#### Your goal:
Where does the word "requirements" appear in the entries below? Copy each line that holds it.

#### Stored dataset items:

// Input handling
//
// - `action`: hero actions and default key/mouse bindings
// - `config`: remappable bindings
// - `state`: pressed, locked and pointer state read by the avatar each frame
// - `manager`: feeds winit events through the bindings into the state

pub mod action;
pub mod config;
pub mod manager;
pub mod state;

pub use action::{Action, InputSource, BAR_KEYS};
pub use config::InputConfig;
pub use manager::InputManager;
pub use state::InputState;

--

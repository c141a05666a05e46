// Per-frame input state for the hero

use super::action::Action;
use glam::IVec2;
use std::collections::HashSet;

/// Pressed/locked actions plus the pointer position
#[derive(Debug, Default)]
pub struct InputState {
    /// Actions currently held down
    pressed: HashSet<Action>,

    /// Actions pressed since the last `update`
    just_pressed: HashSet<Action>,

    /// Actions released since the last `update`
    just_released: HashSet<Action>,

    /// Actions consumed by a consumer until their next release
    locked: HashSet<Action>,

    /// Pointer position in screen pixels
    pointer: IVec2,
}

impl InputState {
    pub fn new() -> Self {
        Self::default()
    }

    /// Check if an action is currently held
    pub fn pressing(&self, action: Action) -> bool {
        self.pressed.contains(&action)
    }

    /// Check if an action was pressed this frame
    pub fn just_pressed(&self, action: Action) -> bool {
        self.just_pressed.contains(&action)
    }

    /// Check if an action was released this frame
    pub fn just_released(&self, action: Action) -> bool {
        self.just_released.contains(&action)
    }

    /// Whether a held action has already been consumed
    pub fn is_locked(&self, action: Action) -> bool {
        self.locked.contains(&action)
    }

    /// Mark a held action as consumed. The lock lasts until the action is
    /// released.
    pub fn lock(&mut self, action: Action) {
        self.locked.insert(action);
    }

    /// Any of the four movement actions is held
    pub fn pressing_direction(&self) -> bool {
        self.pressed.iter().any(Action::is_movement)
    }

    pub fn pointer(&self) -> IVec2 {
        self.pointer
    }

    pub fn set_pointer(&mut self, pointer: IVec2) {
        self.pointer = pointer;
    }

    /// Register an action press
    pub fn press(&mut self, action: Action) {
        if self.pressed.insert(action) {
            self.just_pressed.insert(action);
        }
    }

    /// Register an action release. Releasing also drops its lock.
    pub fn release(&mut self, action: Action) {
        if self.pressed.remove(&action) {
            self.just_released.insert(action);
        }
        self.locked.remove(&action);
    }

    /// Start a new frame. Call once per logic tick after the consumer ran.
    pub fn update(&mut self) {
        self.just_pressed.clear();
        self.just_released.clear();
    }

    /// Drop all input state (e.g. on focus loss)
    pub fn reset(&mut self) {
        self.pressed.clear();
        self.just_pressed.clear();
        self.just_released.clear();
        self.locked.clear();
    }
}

---

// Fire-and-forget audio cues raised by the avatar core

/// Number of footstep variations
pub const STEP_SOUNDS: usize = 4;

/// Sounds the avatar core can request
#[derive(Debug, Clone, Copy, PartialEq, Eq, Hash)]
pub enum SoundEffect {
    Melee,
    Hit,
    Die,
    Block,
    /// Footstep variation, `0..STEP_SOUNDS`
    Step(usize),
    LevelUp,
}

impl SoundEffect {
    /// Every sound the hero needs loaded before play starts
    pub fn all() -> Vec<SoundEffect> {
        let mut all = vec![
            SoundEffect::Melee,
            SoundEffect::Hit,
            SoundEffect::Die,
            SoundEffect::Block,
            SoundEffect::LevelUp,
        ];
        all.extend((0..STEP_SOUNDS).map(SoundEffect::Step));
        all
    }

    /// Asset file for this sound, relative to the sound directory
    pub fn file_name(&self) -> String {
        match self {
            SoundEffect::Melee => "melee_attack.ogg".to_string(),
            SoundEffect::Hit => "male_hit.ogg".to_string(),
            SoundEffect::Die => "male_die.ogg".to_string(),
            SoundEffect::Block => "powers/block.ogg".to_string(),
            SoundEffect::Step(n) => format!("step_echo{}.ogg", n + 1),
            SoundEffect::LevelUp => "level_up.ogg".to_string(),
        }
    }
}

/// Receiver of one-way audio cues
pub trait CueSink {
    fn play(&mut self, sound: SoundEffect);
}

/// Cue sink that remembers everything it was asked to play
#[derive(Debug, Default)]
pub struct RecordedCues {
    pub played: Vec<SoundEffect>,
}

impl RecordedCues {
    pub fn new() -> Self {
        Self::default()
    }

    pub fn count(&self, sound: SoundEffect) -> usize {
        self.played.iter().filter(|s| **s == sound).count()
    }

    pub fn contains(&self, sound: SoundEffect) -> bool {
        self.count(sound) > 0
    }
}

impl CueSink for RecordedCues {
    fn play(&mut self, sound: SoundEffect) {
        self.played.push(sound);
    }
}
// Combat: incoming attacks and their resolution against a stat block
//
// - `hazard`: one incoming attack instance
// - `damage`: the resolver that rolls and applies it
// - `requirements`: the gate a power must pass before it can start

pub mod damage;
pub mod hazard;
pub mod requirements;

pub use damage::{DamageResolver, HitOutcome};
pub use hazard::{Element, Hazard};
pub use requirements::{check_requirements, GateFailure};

#### Written reply:
// - `requirements`: the gate a power must pass before it can start
pub mod requirements;
pub use requirements::{check_requirements, GateFailure};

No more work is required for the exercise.